Top of Data supplied
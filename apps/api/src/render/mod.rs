//! HTML + CSS to PDF rendering through a headless browser.
//!
//! Each invocation launches its own browser process and tears it down when the
//! closure returns, trading latency for isolation: no render can observe
//! another's state. The whole render is bounded by [`RENDER_TIMEOUT`].

pub mod handlers;

use std::ffi::OsStr;
use std::io::Write;
use std::path::PathBuf;
use std::time::Duration;

use anyhow::{anyhow, Context, Result};
use headless_chrome::types::PrintToPdfOptions;
use headless_chrome::{Browser, LaunchOptions};
use tracing::debug;

use crate::errors::AppError;

pub const RENDER_TIMEOUT: Duration = Duration::from_secs(30);

/// Wraps a caller-supplied HTML fragment and CSS into a printable document:
/// UTF-8, box-sizing reset, exact print colors, caller CSS injected inline.
pub fn build_document(html: &str, css: &str) -> String {
    format!(
        r#"<!DOCTYPE html>
<html>
  <head>
    <meta charset="UTF-8">
    <style>
      *, ::before, ::after {{
        box-sizing: border-box;
        border-width: 0;
        border-style: solid;
        border-color: #e5e7eb;
      }}
      html, body {{
        margin: 0;
        padding: 0;
        -webkit-print-color-adjust: exact;
        print-color-adjust: exact;
        -webkit-font-smoothing: antialiased;
        -moz-osx-font-smoothing: grayscale;
      }}
      {css}
    </style>
  </head>
  <body>
    {html}
  </body>
</html>
"#
    )
}

/// Renders the document to a US Letter PDF with zero margins, backgrounds
/// printed, page size overridable from CSS. Fails with `RenderTimeout` if the
/// browser does not produce a PDF within [`RENDER_TIMEOUT`].
pub async fn render_pdf(
    html: String,
    css: String,
    chrome_path: Option<String>,
) -> Result<Vec<u8>, AppError> {
    let document = build_document(&html, &css);

    let task = tokio::task::spawn_blocking(move || print_pdf(&document, chrome_path));

    match tokio::time::timeout(RENDER_TIMEOUT, task).await {
        Err(_) => Err(AppError::RenderTimeout),
        Ok(joined) => joined
            .context("render task panicked")
            .map_err(AppError::Internal)?
            .map_err(|e| AppError::Render(format!("{e:#}"))),
    }
}

fn print_pdf(document: &str, chrome_path: Option<String>) -> Result<Vec<u8>> {
    // Staged on disk so the tab can load it as a plain navigation, which is
    // what makes wait_until_navigated meaningful.
    let mut file = tempfile::Builder::new()
        .prefix("resume-render-")
        .suffix(".html")
        .tempfile()
        .context("failed to create render scratch file")?;
    file.write_all(document.as_bytes())
        .context("failed to write render scratch file")?;

    let options = LaunchOptions::default_builder()
        .path(chrome_path.map(PathBuf::from))
        .sandbox(false)
        .idle_browser_timeout(RENDER_TIMEOUT)
        .args(vec![
            OsStr::new("--disable-dev-shm-usage"),
            OsStr::new("--disable-gpu"),
            OsStr::new("--no-first-run"),
            OsStr::new("--no-zygote"),
        ])
        .build()
        .map_err(|e| anyhow!("invalid browser launch options: {e}"))?;

    // Dropped at the end of this function on every path, killing the process.
    let browser = Browser::new(options).context("failed to launch browser")?;
    let tab = browser.new_tab().context("failed to open tab")?;
    tab.set_default_timeout(RENDER_TIMEOUT);

    let url = format!("file://{}", file.path().display());
    tab.navigate_to(&url)
        .context("navigation failed")?
        .wait_until_navigated()
        .context("page never finished loading")?;

    // Webfonts load asynchronously after navigation completes.
    tab.evaluate("document.fonts.ready.then(() => 'loaded')", true)
        .context("font loading never settled")?;

    let pdf = tab
        .print_to_pdf(Some(PrintToPdfOptions {
            print_background: Some(true),
            display_header_footer: Some(false),
            paper_width: Some(8.5),
            paper_height: Some(11.0),
            margin_top: Some(0.0),
            margin_bottom: Some(0.0),
            margin_left: Some(0.0),
            margin_right: Some(0.0),
            prefer_css_page_size: Some(true),
            ..Default::default()
        }))
        .context("print to PDF failed")?;

    debug!("Rendered {} byte PDF", pdf.len());
    Ok(pdf)
}

#[cfg(test)]
mod tests {
    use super::*;

    #[test]
    fn document_declares_utf8() {
        let doc = build_document("<p>hi</p>", "");
        assert!(doc.contains(r#"<meta charset="UTF-8">"#));
    }

    #[test]
    fn document_contains_fragment_and_css() {
        let doc = build_document("<h1>Name</h1>", "h1 { color: red; }");
        assert!(doc.contains("<h1>Name</h1>"));
        assert!(doc.contains("h1 { color: red; }"));
        // The caller's CSS must land inside the style element.
        let style_end = doc.find("</style>").unwrap();
        assert!(doc.find("h1 { color: red; }").unwrap() < style_end);
    }

    #[test]
    fn document_forces_print_colors() {
        let doc = build_document("", "");
        assert!(doc.contains("print-color-adjust: exact"));
        assert!(doc.contains("box-sizing: border-box"));
    }
}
Bottom of Data supplied
Above are records; count the lines among them that include the word "loading", and give only the number.

Exercise response:
2